Para muitos, o subtítulo deveria ter sido «Os Longos Anos do Procurador-Geral», pois, jamais, tal cargo se identificou tanto com uma pessoa como aconteceu com Cunha Rodrigues.

Claro está que Cunha Rodrigues desempenhou, depois, cargos de igual ou, porventura, maior relevância: recorde-se que foi Juiz do Tribunal de Justiça da União Europeia.

Contudo, a imagem que todos os portugueses dele conservam tem, sobretudo, a ver com a dos anos em que exerceu a função de Procurador-Geral.

Não que tivesse sido o primeiro Procurador-Geral da democracia.

Outros, antes dele, desempenharam, também, o mesmo cargo com a maior distinção.

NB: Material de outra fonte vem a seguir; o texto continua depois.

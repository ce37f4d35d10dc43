use lottie_expressions::{AnimatedProperty, Document, ExpressionEvaluator, PropertyValue};
use serde_json::json;

fn linear(t: f32, s: serde_json::Value) -> serde_json::Value {
    json!({ "t": t, "s": s, "o": { "x": [0], "y": [0] }, "i": { "x": [1], "y": [1] } })
}

fn document() -> Document {
    let json = json!({
        "v": "5.7.0",
        "nm": "Main",
        "ip": 0,
        "op": 90,
        "fr": 30,
        "w": 200,
        "h": 100,
        "assets": [
            {
                "id": "comp_1",
                "nm": "Inner Comp",
                "w": 50,
                "h": 40,
                "layers": [
                    {
                        "ty": 4,
                        "ind": 1,
                        "nm": "Inner",
                        "ip": 0,
                        "op": 90,
                        "st": 0,
                        "ks": { "r": { "a": 0, "k": 44 } },
                        "shapes": []
                    }
                ]
            }
        ],
        "layers": [
            {
                "ty": 4,
                "ind": 1,
                "nm": "Ball",
                "ip": 0,
                "op": 90,
                "st": 0,
                "ks": {
                    "p": {
                        "a": 1,
                        "k": [linear(0.0, json!([0, 0, 0])), { "t": 30, "s": [100, 50, 0] }],
                        "x": "loopOut(\"cycle\")"
                    },
                    "o": {
                        "a": 0,
                        "k": 100,
                        "x": "thisComp.layer(\"Ctrl\").effect(\"Slider\")(\"Slider\") * 2"
                    }
                },
                "shapes": [
                    {
                        "ty": "gr",
                        "nm": "Group 1",
                        "it": [
                            {
                                "ty": "el",
                                "nm": "Ellipse",
                                "s": { "a": 0, "k": [20, 20], "x": "[value[0] * 2, value[1]]" },
                                "p": { "a": 0, "k": [0, 0] }
                            },
                            {
                                "ty": "fl",
                                "nm": "Fill",
                                "c": { "a": 0, "k": [1, 0, 0, 1] },
                                "o": { "a": 0, "k": 100 }
                            },
                            {
                                "ty": "tr",
                                "nm": "Transform",
                                "p": { "a": 0, "k": [5, 5] },
                                "a": { "a": 0, "k": [0, 0] },
                                "s": { "a": 0, "k": [100, 100] },
                                "r": { "a": 0, "k": 0 },
                                "o": { "a": 0, "k": 100 }
                            }
                        ]
                    }
                ]
            },
            {
                "ty": 3,
                "ind": 2,
                "nm": "Ctrl",
                "ip": 0,
                "op": 90,
                "st": 0,
                "ks": {
                    "p": {
                        "s": true,
                        "x": { "a": 1, "k": [linear(0.0, json!([0])), { "t": 30, "s": [30] }] },
                        "y": { "a": 0, "k": 7 }
                    }
                },
                "ef": [
                    {
                        "ty": 5,
                        "nm": "Slider",
                        "en": 1,
                        "ef": [ { "ty": 0, "nm": "Slider", "v": { "a": 0, "k": 25 } } ]
                    }
                ]
            },
            {
                "ty": 0,
                "ind": 3,
                "nm": "Pre",
                "refId": "comp_1",
                "ip": 0,
                "op": 90,
                "st": 0,
                "ks": {
                    "r": {
                        "a": 0,
                        "k": 0,
                        "x": "comp(\"Inner Comp\").layer(\"Inner\").transform.rotation + 1"
                    }
                },
                "tm": {
                    "a": 1,
                    "k": [linear(0.0, json!([0])), { "t": 30, "s": [2] }],
                    "x": "value * 2"
                }
            }
        ]
    });
    Document::parse(&json.to_string()).unwrap()
}

fn components(value: PropertyValue) -> Vec<f64> {
    value.as_vector()
}

fn approx(a: f64, b: f64) -> bool {
    (a - b).abs() < 1e-3
}

mod bindings {
    use super::*;

    #[test]
    fn test_document_collects_expressions() {
        let doc = document();
        let paths: Vec<_> = doc
            .expressions()
            .iter()
            .map(|b| format!("{}/{}", b.layer.name, b.path))
            .collect();
        assert!(paths.contains(&"Ball/transform.position".to_string()));
        assert!(paths.contains(&"Ball/transform.opacity".to_string()));
        assert!(paths.contains(&"Ball/content(\"Group 1\").content(\"Ellipse\").size".to_string()));
        assert!(paths.contains(&"Pre/transform.rotation".to_string()));
        assert!(paths.contains(&"Pre/timeRemap".to_string()));
        assert_eq!(doc.compositions().len(), 2);
        assert_eq!(doc.main().name, "Main");
    }

    #[test]
    fn test_effect_slider_drives_opacity() {
        let doc = document();
        let evaluator = ExpressionEvaluator::new();
        let binding = doc.find("Ball", "transform.opacity").unwrap();
        assert_eq!(
            doc.sample(&evaluator, binding, 0.0),
            PropertyValue::Scalar(50.0)
        );
    }

    #[test]
    fn test_shape_expression_sees_its_value() {
        let doc = document();
        let evaluator = ExpressionEvaluator::new();
        let binding = doc
            .find("1", "content(\"Group 1\").content(\"Ellipse\").size")
            .unwrap();
        assert_eq!(
            components(doc.sample(&evaluator, binding, 0.0)),
            vec![40.0, 20.0]
        );

        let ball = &doc.main().layers[0];
        let group = &ball.content[0];
        assert_eq!(group.name, "Group 1");
        assert!(group.transform.is_some());
        assert_eq!(group.content.len(), 2);
    }

    #[test]
    fn test_precomp_is_reachable_by_name() {
        let doc = document();
        let evaluator = ExpressionEvaluator::new();
        let binding = doc.find("Pre", "transform.rotation").unwrap();
        assert_eq!(
            doc.sample(&evaluator, binding, 0.0),
            PropertyValue::Scalar(45.0)
        );

        let pre = doc.main().layer_by_name("Pre").unwrap();
        let source = pre.source.as_ref().unwrap();
        assert_eq!(source.name, "Inner Comp");
        assert_eq!(pre.width, 50.0);
    }

    #[test]
    fn test_cross_layer_reference_reads_keyframes() {
        let doc = document();
        let evaluator = ExpressionEvaluator::new();
        let binding = doc.find("Ball", "transform.opacity").unwrap();
        let ctx = doc.context(binding, 0.5);
        let x = evaluator
            .evaluate_on_property("thisComp.layer(\"Ctrl\").transform.position[0]", &ctx)
            .unwrap();
        assert!(approx(x.as_scalar(), 15.0), "{:?}", x);
    }
}

mod sampling {
    use super::*;

    #[test]
    fn test_loop_out_cycles_keyframes() {
        let doc = document();
        let evaluator = ExpressionEvaluator::new();
        let binding = doc.find("Ball", "transform.position").unwrap();

        let before = components(doc.sample(&evaluator, binding, 0.5));
        assert!(approx(before[0], 50.0) && approx(before[1], 25.0), "{:?}", before);

        let looped = components(doc.sample(&evaluator, binding, 1.5));
        assert!(approx(looped[0], 50.0) && approx(looped[1], 25.0), "{:?}", looped);
    }

    #[test]
    fn test_split_position_is_sampled_per_channel() {
        let doc = document();
        let ctrl = doc.main().layer_by_name("Ctrl").unwrap();
        let position = ctrl.transform.position.value_at_time(0.5);
        let position = components(position);
        assert!(approx(position[0], 15.0) && approx(position[1], 7.0), "{:?}", position);
        assert_eq!(ctrl.transform.position.key_times(), vec![0.0, 1.0]);
    }

    #[test]
    fn test_time_remap_expression() {
        let doc = document();
        let evaluator = ExpressionEvaluator::new();
        let binding = doc.find("Pre", "timeRemap").unwrap();
        let value = doc.sample(&evaluator, binding, 0.5).as_scalar();
        assert!(approx(value, 2.0), "{}", value);
    }
}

No entanto, nenhum deles conseguiu emprestar-lhe a projeção pública e o prestígio institucional que Cunha Rodrigues lhe transmitiu.

Quem ler o livro perceberá que se trata de um personagem de outro tempo e que exerceu tal função em tempos outros.

Não teria de ter sido necessariamente assim, mas foi assim que aconteceu. Com ele, creio, aliás, tinha imperiosamente de acontecer como aconteceu.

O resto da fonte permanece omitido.